Re the National Endowment for the Arts’ budget: The Senate Appropriations Committee’s allocation for Interior and Environment appears to be $30.1 billion—substantially more than in the House bill [$24.3 billion]. In other words, the Senate Interior and Environment subcommittee has more to work with.
Finally, a heads-up: The House Labor-HHS-Education bill, which contains Institute of Museum and Library Services (IMLS) funding, is due on Thursday. It will be even tougher than the House Appropriations Committee’s Interior bill, because it has an overall 24% reduction (as opposed to Interior’s 19%). We can’t yet say what that means specifically for IMLS.
In other words, stay tuned, art-lings, and stay connected to your elected legislative representatives.
Speaking of whom, a well known art writer today threw this link my way—a article from Citizens for Responsibility and Ethics in Washington (CREW) blasting Kentucky Republican Hal Rogers, chairman of the culture-cutting House Appropriations Committee, as the “Prince of Pork” for earmarking “millions of dollars’ worth of government contracts for a company whose owners and lobbyists have donated tens of thousands of dollars to his campaign and leadership PAC.” Rogers not only supports the arts cuts but also praises the proposed Interior appropriations for “holding back overly zealous and unnecessary environmental regulations” in “a difficult budget year.”

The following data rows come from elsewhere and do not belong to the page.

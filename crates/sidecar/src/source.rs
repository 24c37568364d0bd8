//! ConfigMap events as seen by the reconciler.
//!
//! The reconciler depends only on [`EventSource`]; the cluster adapter
//! lives in [`crate::kube_source`].

use std::collections::BTreeMap;
use std::fmt;

use futures::stream::BoxStream;

use crate::error::SyncError;

/// Snapshot of a watched ConfigMap.
#[derive(Debug, Clone, Default, PartialEq, Eq)]
pub struct ConfigResource {
    pub namespace: String,
    pub name: String,
    /// `None` when the object carries no labels at all.
    pub labels: Option<BTreeMap<String, String>>,
    /// File name -> raw JSON content. `None` when the object has no data.
    pub data: Option<BTreeMap<String, String>>,
}

impl ConfigResource {
    pub fn new(namespace: impl Into<String>, name: impl Into<String>) -> Self {
        Self {
            namespace: namespace.into(),
            name: name.into(),
            ..Self::default()
        }
    }

    pub fn with_label(mut self, key: impl Into<String>, value: impl Into<String>) -> Self {
        self.labels
            .get_or_insert_with(BTreeMap::new)
            .insert(key.into(), value.into());
        self
    }

    pub fn with_file(mut self, name: impl Into<String>, content: impl Into<String>) -> Self {
        self.data
            .get_or_insert_with(BTreeMap::new)
            .insert(name.into(), content.into());
        self
    }

    pub fn has_label(&self, key: &str) -> bool {
        self.labels.as_ref().is_some_and(|l| l.contains_key(key))
    }

    pub fn label_value(&self, key: &str) -> Option<&str> {
        self.labels.as_ref()?.get(key).map(String::as_str)
    }
}

impl fmt::Display for ConfigResource {
    fn fmt(&self, f: &mut fmt::Formatter<'_>) -> fmt::Result {
        write!(f, "{}/{}", self.namespace, self.name)
    }
}

/// What happened to the resource.
#[derive(Debug, Clone, Copy, PartialEq, Eq)]
pub enum EventKind {
    Added,
    Modified,
    Deleted,
}

impl EventKind {
    pub const fn as_str(&self) -> &'static str {
        match self {
            Self::Added => "ADDED",
            Self::Modified => "MODIFIED",
            Self::Deleted => "DELETED",
        }
    }

    pub const fn is_upsert(&self) -> bool {
        matches!(self, Self::Added | Self::Modified)
    }
}

/// One event carrying the full current state of the resource.
#[derive(Debug, Clone, PartialEq, Eq)]
pub struct WatchEvent {
    pub kind: EventKind,
    pub resource: ConfigResource,
}

impl WatchEvent {
    pub fn new(kind: EventKind, resource: ConfigResource) -> Self {
        Self { kind, resource }
    }
}

/// Producer of ordered ConfigMap events.
///
/// Each call to `subscribe` starts a fresh stream. An `Err` item or the end
/// of the stream means the subscription is gone and must be re-established.
pub trait EventSource: Send + Sync {
    fn subscribe(&self) -> BoxStream<'static, Result<WatchEvent, SyncError>>;
}
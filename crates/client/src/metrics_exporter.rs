//! Prometheus metrics exporter for production observability.
//!
//! This module provides HTTP endpoint exposition of metrics collected
//! by the `metrics` crate. It uses `metrics-exporter-prometheus` to
//! serve metrics in Prometheus text format at `/metrics`.
//!
//! Only installed when `SIDECAR_METRICS_BIND` is set. Without an installed
//! recorder every [`crate::MetricsCollector`] call is a no-op.
//!
//! # Example
//!
//! ```rust,ignore
//! use sidecar_client::metrics_exporter::MetricsExporter;
//!
//! let exporter = MetricsExporter::install("0.0.0.0:9090")?;
//! ```

use std::net::SocketAddr;

use metrics_exporter_prometheus::{BuildError, PrometheusBuilder};
use tracing::info;

use crate::metrics::METRIC_REQUEST_DURATION;

/// Metrics exporter for Prometheus scraping.
///
/// When created, this installs a global PrometheusRecorder and starts
/// an HTTP server on the specified bind address serving `/metrics`.
pub struct MetricsExporter {
    bind_addr: SocketAddr,
}

impl MetricsExporter {
    /// Install the Prometheus exporter as the global metrics recorder.
    ///
    /// Must run inside a Tokio runtime; the HTTP listener is spawned on it.
    ///
    /// # Errors
    /// Returns an error if the bind address is invalid, another recorder is
    /// already installed, or the listener fails to start.
    pub fn install(bind_addr: &str) -> Result<Self, MetricsExporterError> {
        let addr: SocketAddr = bind_addr
            .parse()
            .map_err(|e| MetricsExporterError::InvalidBindAddress(bind_addr.to_string(), e))?;

        PrometheusBuilder::new()
            .set_buckets_for_metric(
                metrics_exporter_prometheus::Matcher::Full(METRIC_REQUEST_DURATION.to_string()),
                &[
                    0.005, 0.01, 0.025, 0.05, 0.1, 0.25, 0.5, 1.0, 2.5, 5.0, 10.0, 30.0,
                ],
            )?
            .with_http_listener(addr)
            .install()
            .map_err(|e| match e {
                BuildError::FailedToSetGlobalRecorder(_) => {
                    MetricsExporterError::RecorderAlreadyInstalled
                }
                other => MetricsExporterError::from(other),
            })?;

        info!(
            "Prometheus metrics exporter started on http://{}/metrics",
            addr
        );

        Ok(Self { bind_addr: addr })
    }

    /// Get the bind address.
    pub fn bind_addr(&self) -> SocketAddr {
        self.bind_addr
    }
}

/// Errors that can occur when installing the metrics exporter.
#[derive(Debug, thiserror::Error)]
pub enum MetricsExporterError {
    /// Invalid bind address provided.
    #[error("Invalid bind address '{0}': {1}")]
    InvalidBindAddress(String, std::net::AddrParseError),

    /// A metrics recorder is already installed.
    #[error("A metrics recorder is already installed")]
    RecorderAlreadyInstalled,

    /// Failed to build the Prometheus recorder.
    #[error("Failed to build Prometheus recorder: {0}")]
    BuildError(String),
}

impl From<BuildError> for MetricsExporterError {
    fn from(err: BuildError) -> Self {
        MetricsExporterError::BuildError(err.to_string())
    }
}
//! Connection configuration types for the Kibana sidecar.
//!
//! Responsibilities:
//! - Define connection settings (URLs, credentials, TLS verification, timeouts, retries).
//! - Define the main `Config` structure combining connection, watch and logging settings.
//!
//! Does NOT handle:
//! - Configuration loading from env (see `loader` module).
//! - Actual network connections (see client crate).
//!
//! Invariants:
//! - Default values come from `crate::constants`, not magic numbers.

use std::path::PathBuf;
use std::time::Duration;

use crate::types::auth::Credentials;
use crate::types::logging::LoggingConfig;
use crate::types::watch::WatchConfig;

/// Connection settings for the two upstream APIs.
#[derive(Debug, Clone)]
pub struct ConnectionConfig {
    /// Base URL of Kibana (saved-object API), e.g. `http://kibana:5601`
    pub kibana_base_url: String,
    /// Base URL of Elasticsearch (watcher API and version probe)
    pub elasticsearch_base_url: String,
    /// Optional basic-auth credentials used for both APIs
    pub credentials: Option<Credentials>,
    /// Whether to skip TLS verification (for self-signed certificates)
    pub skip_verify: bool,
    /// Per-request timeout
    pub timeout: Duration,
    /// Maximum number of transport retries for failed requests
    pub max_retries: usize,
    /// Base backoff between transport retries
    pub retry_backoff: Duration,
}

/// Main configuration structure.
#[derive(Debug, Clone)]
pub struct Config {
    /// Upstream connection settings
    pub connection: ConnectionConfig,
    /// Watch and reconciliation settings
    pub watch: WatchConfig,
    /// Logging and telemetry settings
    pub logging: LoggingConfig,
    /// Optional JSON file holding default watcher actions
    pub default_actions_path: Option<PathBuf>,
}
//! Configuration type definitions for the Kibana sidecar.
//!
//! Responsibilities:
//! - Define connection settings for the saved-object and watcher APIs.
//! - Define watch settings (activation label, namespace scope, retry interval).
//! - Define logging/telemetry settings.
//!
//! Does NOT handle:
//! - Configuration loading from environment variables (see `loader` module).
//! - Actual network connections (see client crate).
//!
//! Invariants:
//! - All secret values use `secrecy::SecretString` to prevent accidental logging.
//! - Base URLs stored here never end with a trailing slash.

mod auth;
mod connection;
pub(crate) mod logging;
mod watch;

pub use auth::Credentials;
pub use connection::{Config, ConnectionConfig};
pub use logging::{LogFormat, LoggingConfig};
pub use watch::{NamespaceScope, WatchConfig};
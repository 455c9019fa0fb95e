//! Learning-object store: `.xue` containers on disk.
//!
//! Reads are per object; the only write is the metadata replacement, done by
//! staging a full copy and renaming it over the original.

pub mod collection;
pub mod container;

pub use collection::{CONTAINER_EXTENSION, Collection};
pub use container::{
    METADATA_ENTRY, assets, create_container, entry_names, extract_asset, has_asset, load, save_metadata,
    toggle_flag,
};
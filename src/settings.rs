//! Runtime practice settings shared by the control surface and the engine.
//!
//! `Settings` is the persisted record; `SettingsHandle` is the thread-safe
//! handle passed to both sides. Every mutation rewrites the whole file. The
//! engine takes a snapshot at the start of each hold, so edits land on the
//! next hold rather than mid-countdown.

use std::fs;
use std::path::{Path, PathBuf};
use std::sync::{Arc, RwLock};

use log::{info, warn};
use serde::{Deserialize, Serialize};

use crate::error::{Result, XueError};
use crate::selection::PickerMode;

const MAX_INSTRUCTION_DELAY: u32 = 20;
const MAX_QUIZ_INTERVAL: u32 = 59;

#[derive(Debug, Clone, PartialEq, Serialize, Deserialize)]
#[serde(default)]
pub struct Settings {
    pub picker_mode: PickerMode,
    /// Phase-one hold in pinyin practice, seconds
    pub instruction_delay: u32,
    /// Phase-two hold, seconds
    pub quiz_interval: u32,
    /// Display toggle for native script; the engine ignores it
    pub show_native: bool,
    /// Phase-one hold per native character outside pinyin practice
    pub seconds_per_char: f64,
}

impl Default for Settings {
    fn default() -> Self {
        Self {
            picker_mode: PickerMode::Random,
            instruction_delay: 6,
            quiz_interval: 10,
            show_native: true,
            seconds_per_char: 1.0,
        }
    }
}

/// Shared, persisted settings.
///
/// Cloning is cheap and all clones see the same values.
#[derive(Debug, Clone)]
pub struct SettingsHandle {
    path: Option<PathBuf>,
    inner: Arc<RwLock<Settings>>,
}

impl SettingsHandle {
    /// Settings that are never written to disk
    pub fn in_memory(settings: Settings) -> Self {
        Self {
            path: None,
            inner: Arc::new(RwLock::new(settings)),
        }
    }

    /// Load from `path`, falling back to defaults.
    ///
    /// A missing file is created with defaults; an unreadable one is logged
    /// and replaced in memory by defaults (the file is left alone until the
    /// next mutation).
    pub fn load(path: impl AsRef<Path>) -> Result<Self> {
        let path = path.as_ref().to_path_buf();

        let settings = if path.exists() {
            match fs::read_to_string(&path)
                .map_err(XueError::from)
                .and_then(|s| serde_json::from_str::<Settings>(&s).map_err(XueError::from))
            {
                Ok(settings) => {
                    info!("Loaded settings from {}", path.display());
                    settings
                }
                Err(e) => {
                    warn!("Failed to load settings from {}: {}. Using defaults.", path.display(), e);
                    Settings::default()
                }
            }
        } else {
            let settings = Settings::default();
            write_settings(&path, &settings)?;
            info!("Created default settings at {}", path.display());
            settings
        };

        Ok(Self {
            path: Some(path),
            inner: Arc::new(RwLock::new(settings)),
        })
    }

    pub fn path(&self) -> Option<&Path> {
        self.path.as_deref()
    }

    /// Copy of the current values
    pub fn snapshot(&self) -> Settings {
        match self.inner.read() {
            Ok(guard) => guard.clone(),
            Err(poisoned) => poisoned.into_inner().clone(),
        }
    }

    /// Apply `f`, then persist the whole record
    pub fn update<F>(&self, f: F) -> Result<Settings>
    where
        F: FnOnce(&mut Settings),
    {
        let updated = {
            let mut guard = self
                .inner
                .write()
                .map_err(|e| XueError::Settings(e.to_string()))?;
            f(&mut *guard);
            guard.clone()
        };
        if let Some(path) = &self.path {
            write_settings(path, &updated)?;
        }
        Ok(updated)
    }

    /// Random → Weighted → Sequential → Random
    pub fn cycle_picker(&self) -> Result<PickerMode> {
        self.update(|s| s.picker_mode = s.picker_mode.cycle())
            .map(|s| s.picker_mode)
    }

    /// +1 second, wrapping back to 1 past the maximum
    pub fn bump_instruction_delay(&self) -> Result<u32> {
        self.update(|s| s.instruction_delay = bump(s.instruction_delay, MAX_INSTRUCTION_DELAY))
            .map(|s| s.instruction_delay)
    }

    /// +1 second, wrapping back to 1 past the maximum
    pub fn bump_quiz_interval(&self) -> Result<u32> {
        self.update(|s| s.quiz_interval = bump(s.quiz_interval, MAX_QUIZ_INTERVAL))
            .map(|s| s.quiz_interval)
    }

    pub fn toggle_show_native(&self) -> Result<bool> {
        self.update(|s| s.show_native = !s.show_native)
            .map(|s| s.show_native)
    }

    pub fn set_seconds_per_char(&self, value: f64) -> Result<f64> {
        if !(value.is_finite() && value > 0.0) {
            return Err(XueError::Settings(format!(
                "seconds_per_char must be positive, got {}",
                value
            )));
        }
        self.update(|s| s.seconds_per_char = value)
            .map(|s| s.seconds_per_char)
    }
}

fn bump(value: u32, max: u32) -> u32 {
    let next = value.saturating_add(1).max(1);
    if next > max { 1 } else { next }
}

fn write_settings(path: &Path, settings: &Settings) -> Result<()> {
    if let Some(parent) = path.parent().filter(|p| !p.as_os_str().is_empty()) {
        fs::create_dir_all(parent)?;
    }
    let json = serde_json::to_string_pretty(settings)?;
    let tmp_path = path.with_extension("json.tmp");
    fs::write(&tmp_path, json)?;
    fs::rename(&tmp_path, path)?;
    Ok(())
}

Where does the NEA stand on the House committee’s proposed 49% reduction in its budget? There’s nothing, at this writing, on the agency’s own website, but the College Art Association posted this statement that, it says, the NEA is using in response to press inquiries. In it, the agency asserts that the proposed $75-million NEA budget in the draft appropriations bill “would severely hamper the agency’s ability to fulfill its mission of investing in arts organizations throughout all 50 states.” It supports, instead, the President’s $154.5-million proposal for the NEA.
It might help NEA’s cause in the coming months if President Obama would finally get around to naming a respected, eloquent chairman to serve as spokesperson and advocate for the agency, succeeding Rocco Landesman, who stepped down at the end of last year.